[Records from a data collection]
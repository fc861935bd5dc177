//! OpenStack plan builder
//!
//! Unlike AWS and GCE, an OpenStack plan creates its own network resources:
//! a per-cluster security group opened for tcp, udp and icmp, and one port
//! per host carrying the pod network as an allowed address pair.

use crate::auth::OpenStackAuth;
use kubeprov_cloud::{
    InstanceOptions, Plan, PlanBuilder, PortSpec, Protocol, ReachabilityCheck, Step,
};
use kubeprov_core::{
    AddressKind, HostSpec, NameAllocator, NamingScheme, OpenStackOptions, Provider,
    ProviderOptions, ProvisionError, ProvisionRequest, Result, zones,
};
use serde_json::Value;
use std::collections::BTreeMap;

pub const SECURITY_GROUP_DESCRIPTION: &str = "Contains security rules for the Kubernetes cluster";

/// Seconds to wait before the first SSH probe
const FIRST_PROBE_DELAY_SECS: u64 = 10;

type OptionFn = fn(&OpenStackOptions) -> Option<Value>;

/// Request options copied into every server creation
static SERVER_OPTIONS: &[(&str, OptionFn)] = &[
    ("image", |o| o.image.clone().map(Value::from)),
    ("key_name", |o| o.sshkey.clone().map(Value::from)),
    ("auto_ip", |o| Some(Value::from(o.floating_ip))),
    ("floating_network", |o| o.floating_network.clone().map(Value::from)),
    ("userdata", |o| o.userdata.clone().map(Value::from)),
];

/// Builds OpenStack provisioning plans
#[derive(Debug, Default, Clone)]
pub struct OpenStackPlanBuilder {
    /// `OS_*` overrides; the process environment when `None`
    env: Option<BTreeMap<String, String>>,
}

impl OpenStackPlanBuilder {
    pub fn new() -> Self {
        Self::default()
    }

    /// Resolve `OS_*` variables from `env` instead of the process environment
    pub fn with_env(env: BTreeMap<String, String>) -> Self {
        Self { env: Some(env) }
    }

    pub fn resolve_auth(&self, options: &OpenStackOptions) -> Result<OpenStackAuth> {
        match &self.env {
            Some(env) => OpenStackAuth::resolve_with(options, |key| env.get(key).cloned()),
            None => OpenStackAuth::resolve(options),
        }
    }
}

impl PlanBuilder for OpenStackPlanBuilder {
    fn provider(&self) -> Provider {
        Provider::OpenStack
    }

    fn naming_scheme(&self) -> NamingScheme {
        NamingScheme::OPENSTACK
    }

    fn build_plan(&self, request: &ProvisionRequest, names: &mut NameAllocator) -> Result<Plan> {
        let ProviderOptions::OpenStack(os) = &request.provider else {
            return Err(ProvisionError::config(format!(
                "expected openstack options, got {}",
                request.provider_kind()
            )));
        };
        let auth = self.resolve_auth(os)?;
        let network_name = os
            .network
            .clone()
            .ok_or_else(|| ProvisionError::config("network is required for openstack"))?;
        // servers attach only through their port, so the port carries the network
        let network = os.network_id.clone().unwrap_or(network_name);
        if os.floating_ip && os.floating_network.is_none() {
            return Err(ProvisionError::config(
                "floating_network is required when floating_ip is enabled",
            ));
        }

        let cluster = names.cluster_name(self.naming_scheme())?;
        let security_group = format!("{}-{}", cluster, names.suffix());

        let mut shared = InstanceOptions::new();
        for (key, source) in SERVER_OPTIONS {
            shared.insert_opt(*key, source(os));
        }
        shared.insert_opt("region_name", auth.region_name.clone());
        shared.insert("security_groups", vec![security_group.clone()]);

        // servers are only reachable on their public address through a floating IP
        let address = if os.floating_ip {
            request.address_kind()
        } else {
            AddressKind::Private
        };

        let mut plan = Plan::new(Provider::OpenStack, &cluster);
        plan.push(Step::CreateSecurityGroup {
            name: security_group.clone(),
            description: SECURITY_GROUP_DESCRIPTION.to_string(),
        });
        plan.push(Step::AddSecurityRules {
            group: security_group.clone(),
            protocols: Protocol::ALL.to_vec(),
        });

        for (role, config) in request.roles.requested() {
            let flavor = config.flavor.clone().ok_or_else(|| {
                ProvisionError::config(format!("{}_flavor is required for openstack", role.plural()))
            })?;
            if config.boot_from_volume && config.volume_size.is_none() {
                return Err(ProvisionError::config(format!(
                    "{}_volume_size is required when booting from a volume",
                    role.plural()
                )));
            }

            let instance_names = names.instance_names(&cluster, config.count as usize);
            plan.push(Step::CreateNetworkPorts {
                role,
                ports: instance_names
                    .iter()
                    .map(|name| PortSpec {
                        name: name.clone(),
                        network: Some(network.clone()),
                        allowed_address_pairs: os.kube_network.iter().cloned().collect(),
                        security_groups: vec![security_group.clone()],
                    })
                    .collect(),
            });

            let placed = zones::distribute(&instance_names, &os.availability_zones);
            let mut options = shared.clone();
            options.insert("flavor", flavor);
            options.insert("boot_from_volume", config.boot_from_volume);
            options.insert_opt("volume_size", config.volume_size);
            let hosts = placed
                .into_iter()
                .map(|(name, zone)| HostSpec::new(name, zone, role))
                .collect();

            plan.push_role(
                hosts,
                options,
                request.records_path(role),
                ReachabilityCheck::ssh(role, address)
                    .with_banner("SSH")
                    .with_initial_delay(FIRST_PROBE_DELAY_SECS),
            );
        }

        Ok(plan)
    }
}

#[cfg(test)]
mod tests {
    use super::*;
    use kubeprov_core::{Role, WordList};
    use rand::SeedableRng;
    use rand::rngs::StdRng;

    fn options() -> OpenStackOptions {
        OpenStackOptions {
            auth_url: Some("https://keystone.example:5000/v3".to_string()),
            username: Some("ops".to_string()),
            password: Some("hunter2".to_string()),
            project_name: Some("k8s".to_string()),
            region_name: Some("RegionOne".to_string()),
            network: Some("private".to_string()),
            kube_network: Some("10.233.0.0/16".to_string()),
            image: Some("ubuntu-24.04".to_string()),
            sshkey: Some("ops-key".to_string()),
            ..Default::default()
        }
    }

    fn request(options: OpenStackOptions) -> ProvisionRequest {
        let mut request =
            ProvisionRequest::new(ProviderOptions::OpenStack(options), "/tmp/kubeprov")
                .with_count(Role::Master, 1)
                .with_count(Role::Node, 5);
        request.cluster_name = Some("lab".to_string());
        for role in [Role::Master, Role::Node] {
            request.roles[role].flavor = Some("m1.large".to_string());
            request.roles[role].volume_size = Some(40);
        }
        request
    }

    fn names(request: &ProvisionRequest) -> NameAllocator {
        NameAllocator::with_rng(WordList::default(), StdRng::seed_from_u64(17)).with_mode(
            kubeprov_core::NamingMode::Fresh {
                cluster_name: request.cluster_name.clone(),
            },
        )
    }

    fn build(request: &ProvisionRequest) -> Result<Plan> {
        OpenStackPlanBuilder::with_env(BTreeMap::new()).build_plan(request, &mut names(request))
    }

    #[test]
    fn test_network_steps_come_first() {
        let request = request(options());
        let plan = build(&request).unwrap();
        assert_eq!(plan.cluster_name, "k8s-lab");

        let Step::CreateSecurityGroup { name, .. } = &plan.steps[0] else {
            panic!("expected a security group first, got {}", plan.steps[0]);
        };
        assert!(name.starts_with("k8s-lab-"));
        assert_eq!(
            plan.steps[1],
            Step::AddSecurityRules {
                group: name.clone(),
                protocols: vec![Protocol::Tcp, Protocol::Udp, Protocol::Icmp],
            }
        );
        assert!(matches!(plan.steps[2], Step::CreateNetworkPorts { role: Role::Master, .. }));
        assert!(matches!(plan.steps[3], Step::CreateInstances { role: Role::Master, .. }));
    }

    #[test]
    fn test_one_port_per_host() {
        let plan = build(&request(options())).unwrap();
        let ports = plan
            .steps
            .iter()
            .find_map(|s| match s {
                Step::CreateNetworkPorts { role: Role::Node, ports } => Some(ports),
                _ => None,
            })
            .unwrap();
        let hosts: Vec<&str> = plan
            .hosts()
            .filter(|h| h.role == Role::Node)
            .map(|h| h.name.as_str())
            .collect();
        let port_names: Vec<&str> = ports.iter().map(|p| p.name.as_str()).collect();
        assert_eq!(port_names, hosts);
        assert!(ports.iter().all(|p| p.network.as_deref() == Some("private")));
        assert!(ports.iter().all(|p| p.allowed_address_pairs == ["10.233.0.0/16"]));
    }

    #[test]
    fn test_zones_distributed() {
        let mut options = options();
        options.availability_zones = vec!["A".to_string(), "B".to_string()];
        let plan = build(&request(options)).unwrap();

        let zones: Vec<Option<&str>> = plan
            .hosts()
            .filter(|h| h.role == Role::Node)
            .map(|h| h.zone.as_deref())
            .collect();
        assert_eq!(
            zones,
            vec![Some("A"), Some("A"), Some("B"), Some("B"), None]
        );
    }

    #[test]
    fn test_ports_prefer_network_id() {
        let mut options = options();
        options.network_id = Some("4f2d9a".to_string());
        let plan = build(&request(options)).unwrap();

        for step in &plan.steps {
            match step {
                Step::CreateNetworkPorts { ports, .. } => {
                    assert!(ports.iter().all(|p| p.network.as_deref() == Some("4f2d9a")));
                }
                Step::CreateInstances { options, .. } => {
                    assert!(!options.contains("network_id"));
                    assert!(!options.contains("availability_zone"));
                }
                _ => {}
            }
        }
    }

    #[test]
    fn test_missing_credentials() {
        let mut options = options();
        options.username = None;
        let err = build(&request(options)).unwrap_err();
        assert!(matches!(err, ProvisionError::Configuration(_)));
    }

    #[test]
    fn test_private_address_without_floating_ip() {
        let plan = build(&request(options())).unwrap();
        for step in &plan.steps {
            if let Step::WaitForReachability(check) = step {
                assert_eq!(check.address, AddressKind::Private);
                assert_eq!(check.banner.as_deref(), Some("SSH"));
                assert_eq!(check.initial_delay_secs, 10);
            }
        }
    }

    #[test]
    fn test_public_address_with_floating_ip() {
        let mut options = options();
        options.floating_ip = true;
        options.floating_network = Some("ext-net".to_string());
        let plan = build(&request(options)).unwrap();
        let check = plan
            .steps
            .iter()
            .find_map(|s| match s {
                Step::WaitForReachability(check) => Some(check),
                _ => None,
            })
            .unwrap();
        assert_eq!(check.address, AddressKind::Public);
    }

    #[test]
    fn test_password_not_in_plan() {
        let plan = build(&request(options())).unwrap();
        let json = serde_json::to_string(&plan).unwrap();
        assert!(!json.contains("hunter2"));
    }

    #[test]
    fn test_volume_size_required_for_volume_boot() {
        let mut request = request(options());
        request.roles[Role::Node].volume_size = None;
        assert!(build(&request).is_err());

        request.roles[Role::Node].boot_from_volume = false;
        assert!(build(&request).is_ok());
    }
}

** Exercise requirements **
Check each line above for the string "ProvisionRequest", then copy the ones that have it.

** Your response **
    ProviderOptions, ProvisionError, ProvisionRequest, Result, zones,
    fn build_plan(&self, request: &ProvisionRequest, names: &mut NameAllocator) -> Result<Plan> {
    fn request(options: OpenStackOptions) -> ProvisionRequest {
            ProvisionRequest::new(ProviderOptions::OpenStack(options), "/tmp/kubeprov")
    fn names(request: &ProvisionRequest) -> NameAllocator {
    fn build(request: &ProvisionRequest) -> Result<Plan> {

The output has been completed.